#### TASK INPUTS ####

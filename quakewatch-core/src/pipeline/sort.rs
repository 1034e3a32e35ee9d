use crate::model::Event;
use serde::{Deserialize, Serialize};
use std::cmp::Ordering;
use std::fmt;
use std::str::FromStr;

#[derive(Debug, Clone, Copy, Default, PartialEq, Eq, Deserialize, Serialize)]
#[serde(rename_all = "lowercase")]
pub enum SortKey {
    /// Most recent first.
    #[default]
    Time,
    /// Strongest first.
    Magnitude,
}

impl fmt::Display for SortKey {
    fn fmt(&self, f: &mut fmt::Formatter<'_>) -> fmt::Result {
        match self {
            SortKey::Time => f.write_str("time"),
            SortKey::Magnitude => f.write_str("magnitude"),
        }
    }
}

impl FromStr for SortKey {
    type Err = String;

    fn from_str(s: &str) -> Result<Self, Self::Err> {
        match s.to_ascii_lowercase().as_str() {
            "time" => Ok(SortKey::Time),
            "magnitude" | "mag" => Ok(SortKey::Magnitude),
            other => Err(format!("unknown sort key '{other}' (expected time or magnitude)")),
        }
    }
}

/// Descending copy of `events` by `key`. Equal keys keep their input order.
pub fn sort(events: &[Event], key: SortKey) -> Vec<Event> {
    let mut out = events.to_vec();

    // `sort_by` is stable.
    match key {
        SortKey::Time => out.sort_by(|a, b| b.occurred_at_ms.cmp(&a.occurred_at_ms)),
        SortKey::Magnitude => out.sort_by(|a, b| {
            b.magnitude_value()
                .partial_cmp(&a.magnitude_value())
                .unwrap_or(Ordering::Equal)
        }),
    }

    out
}
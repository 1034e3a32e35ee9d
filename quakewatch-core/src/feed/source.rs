use crate::feed::error::FetchError;
use async_trait::async_trait;
use std::time::Duration;

/// USGS summary feed: every event of the past day.
pub const USGS_ALL_DAY_FEED: &str =
    "https://earthquake.usgs.gov/earthquakes/feed/v1.0/summary/all_day.geojson";

pub const DEFAULT_REQUEST_TIMEOUT: Duration = Duration::from_secs(30);

/// Where raw feed documents come from.
///
/// One call is exactly one outbound request; implementations must not retry.
#[async_trait]
pub trait FeedSource: Send + Sync {
    /// Human-readable location of the feed, used in logs.
    fn describe(&self) -> &str;

    /// Fetch the raw document body.
    async fn fetch_feed(&self) -> Result<String, FetchError>;
}

/// `FeedSource` backed by an HTTP GET.
#[derive(Debug, Clone)]
pub struct HttpFeedSource {
    client: reqwest::Client,
    url: String,
}

impl HttpFeedSource {
    pub fn new(url: impl Into<String>, timeout: Duration) -> Result<Self, FetchError> {
        let url = url.into();
        let client = reqwest::Client::builder()
            .timeout(timeout)
            .user_agent(concat!("quakewatch/", env!("CARGO_PKG_VERSION")))
            .build()
            .map_err(|e| FetchError::transport(url.clone(), e))?;

        Ok(Self { client, url })
    }

}

#[async_trait]
impl FeedSource for HttpFeedSource {
    fn describe(&self) -> &str {
        &self.url
    }

    async fn fetch_feed(&self) -> Result<String, FetchError> {
        let response = self
            .client
            .get(&self.url)
            .send()
            .await
            .map_err(|e| FetchError::transport(self.url.as_str(), e))?;

        let status = response.status();
        if !status.is_success() {
            return Err(FetchError::Status {
                url: self.url.clone(),
                status: status.as_u16(),
            });
        }

        response
            .text()
            .await
            .map_err(|e| FetchError::transport(self.url.as_str(), e))
    }
}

####

* _TASK DIRECTIONS_
The required output is every line above from the one with "SortKey::Magnitude => out.sort_by(|a, b|" down to the one with "pub const USGS_ALL_DAY_FEED: &str", restated word for word, ends included.

* _TASK ANSWER_
        SortKey::Magnitude => out.sort_by(|a, b| {
            b.magnitude_value()
                .partial_cmp(&a.magnitude_value())
                .unwrap_or(Ordering::Equal)
        }),
    }

    out
}
repository 1034e3a32e35ee9d
filename quakewatch-core/src/feed/source.rs
use crate::feed::error::FetchError;
use async_trait::async_trait;
use std::time::Duration;

/// USGS summary feed: every event of the past day.
pub const USGS_ALL_DAY_FEED: &str =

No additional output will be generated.